Oysa şimdi Netanyahu'nun aynı plana ikinci kez itiraz etmesi, bizzat Biden'a "hayır" demesi anlamına gelecek. Netanyahu'nun aşırı sağcı koalisyon ortaklarının işi kolay; Ortaklardan aşırı sağcı Ulusal Güvenlik Bakanı Itamar Ben-Gvir, Gazze'yi tümüyle Filistinlilerden "temizleyip", gidip oraya yerleşmeyi planladığını bile açıklamaktan çekinmeyen bir kişilik. Ancak üzerinde bugüne kadar açılmış yolsuzluk dosyalarının ağırlığını taşıyan Netanyahu, üstelik Tel Aviv sokaklarında her gün yüzbinler İsrail hükümeti aleyhine protesto yapmaya devam ederken ABD'ye resmen "hayır" diyebilecek mi? Zor karar. Biden'a "hayır" deyip, kısa bir süre daha iktidarda kalmayı başarsa bile, ABD'yi de doğrudan karşısına almış bir Netanyahu'nun o yolsuzluk iddiaları nedeniyle "rahat bir emeklilik" geçirmesi pek mümkün olmaz. Siyasette her şey hesap ve pazarlık işidir, unutmamalı.
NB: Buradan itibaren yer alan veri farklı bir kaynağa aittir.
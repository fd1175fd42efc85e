//! API error types with HTTP response mapping.

use axum::http::StatusCode;
use axum::response::{IntoResponse, Response};
use orchestrator::BookingError;

/// API-level error type that maps to HTTP responses.
#[derive(Debug)]
pub enum ApiError {
    /// Bad request from the client.
    BadRequest(String),
    /// Booking orchestration error.
    Booking(BookingError),
    /// Internal server error.
    Internal(String),
}

impl IntoResponse for ApiError {
    fn into_response(self) -> Response {
        let (status, message) = match self {
            ApiError::BadRequest(msg) => (StatusCode::BAD_REQUEST, msg),
            ApiError::Booking(err) => booking_error_to_response(err),
            ApiError::Internal(msg) => {
                tracing::error!(error = %msg, "internal server error");
                (StatusCode::INTERNAL_SERVER_ERROR, msg)
            }
        };

        let body = serde_json::json!({ "error": message });
        (status, axum::Json(body)).into_response()
    }
}

fn booking_error_to_response(err: BookingError) -> (StatusCode, String) {
    match &err {
        BookingError::FlightNotFound(_) | BookingError::BookingNotFound(_) => {
            (StatusCode::NOT_FOUND, err.to_string())
        }
        BookingError::ServiceUnavailable(_) | BookingError::LockStore(_) => {
            (StatusCode::SERVICE_UNAVAILABLE, err.to_string())
        }
        BookingError::InsufficientInventory(_) | BookingError::AlreadyCancelled(_) => {
            (StatusCode::BAD_REQUEST, err.to_string())
        }
        BookingError::SeatConflict { .. } | BookingError::InvalidTransition { .. } => {
            (StatusCode::CONFLICT, err.to_string())
        }
        BookingError::Persistence(_)
        | BookingError::Payment(_)
        | BookingError::Notification(_) => {
            tracing::error!(error = %err, "unexpected orchestration error");
            (StatusCode::INTERNAL_SERVER_ERROR, err.to_string())
        }
    }
}

impl From<BookingError> for ApiError {
    fn from(err: BookingError) -> Self {
        ApiError::Booking(err)
    }
}

#[cfg(test)]
mod tests {
    use super::*;
    use common::{BookingId, FlightId, SeatNumber};

    fn status_for(err: BookingError) -> StatusCode {
        booking_error_to_response(err).0
    }

    #[test]
    fn not_found_maps_to_404() {
        assert_eq!(
            status_for(BookingError::FlightNotFound(FlightId::new(1))),
            StatusCode::NOT_FOUND
        );
        assert_eq!(
            status_for(BookingError::BookingNotFound(BookingId::new())),
            StatusCode::NOT_FOUND
        );
    }

    #[test]
    fn seat_conflict_maps_to_409() {
        let err = BookingError::SeatConflict {
            flight_id: FlightId::new(1),
            seat_number: SeatNumber::new(2),
        };
        assert_eq!(status_for(err), StatusCode::CONFLICT);
    }

    #[test]
    fn outages_map_to_503() {
        assert_eq!(
            status_for(BookingError::ServiceUnavailable("down".into())),
            StatusCode::SERVICE_UNAVAILABLE
        );
    }

    #[test]
    fn business_rejections_map_to_400() {
        assert_eq!(
            status_for(BookingError::InsufficientInventory(FlightId::new(1))),
            StatusCode::BAD_REQUEST
        );
        assert_eq!(
            status_for(BookingError::AlreadyCancelled(BookingId::new())),
            StatusCode::BAD_REQUEST
        );
    }
}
Blinken da Türkiye'yi devreye soktu
Biden'ın ateşkes önerisinin hayata geçebilmesi için tüm Amerikan bürokrasisi de harekete geçti elbette; ABD Dışişleri Bakanı Blinken da, Hamas'ın planı itirazsız kabul edebilmesi için, bu gruba yakın duran Türkiye ve Katar gibi ülkelerle temas kurdu. Blinken'ın Prag'da yüz yüze görüştüğü Dışişleri Bakanı Hakan Fidan'ı, ertesi gün bir de telefonla araması bunun işareti. Ankara da plana sahip çıkmış olmalı ki, Hamas'tan gelen açıklamalar olumlu oldu. Şimdi top Netanyahu'nun tarafında.
Ukrayna'da nükleer senaryo yine gündemde
Ukrayna ise daha karamsar bir yola girdi; Rusya'ya karşı Ukrayna güçlerinin, Batı'nın verdiği tüm silah desteğine karşılık önemli başarı elde edememesi, NATO Genel Sekreteri'nin "verilen silahlar, sadece Ukrayna topraklarında değil, Rusya'yı vurmak için de kullanılsın" önerisi getirdi. Moskova da, NATO'nun silahları ile kendi topraklarının vurulması ihtimaline karşı yeniden "dehşet senaryosunu" tedavüle soktu. Rus yetkililerden birbiri ardına, Rusya'nın da "nükleer silaha başvurma ihtimali" üzerine açıklamalar gelmeye başladı.
Ukrayna konusunda Fransa'nın tutumunu da ayrıca not etmekte fayda var.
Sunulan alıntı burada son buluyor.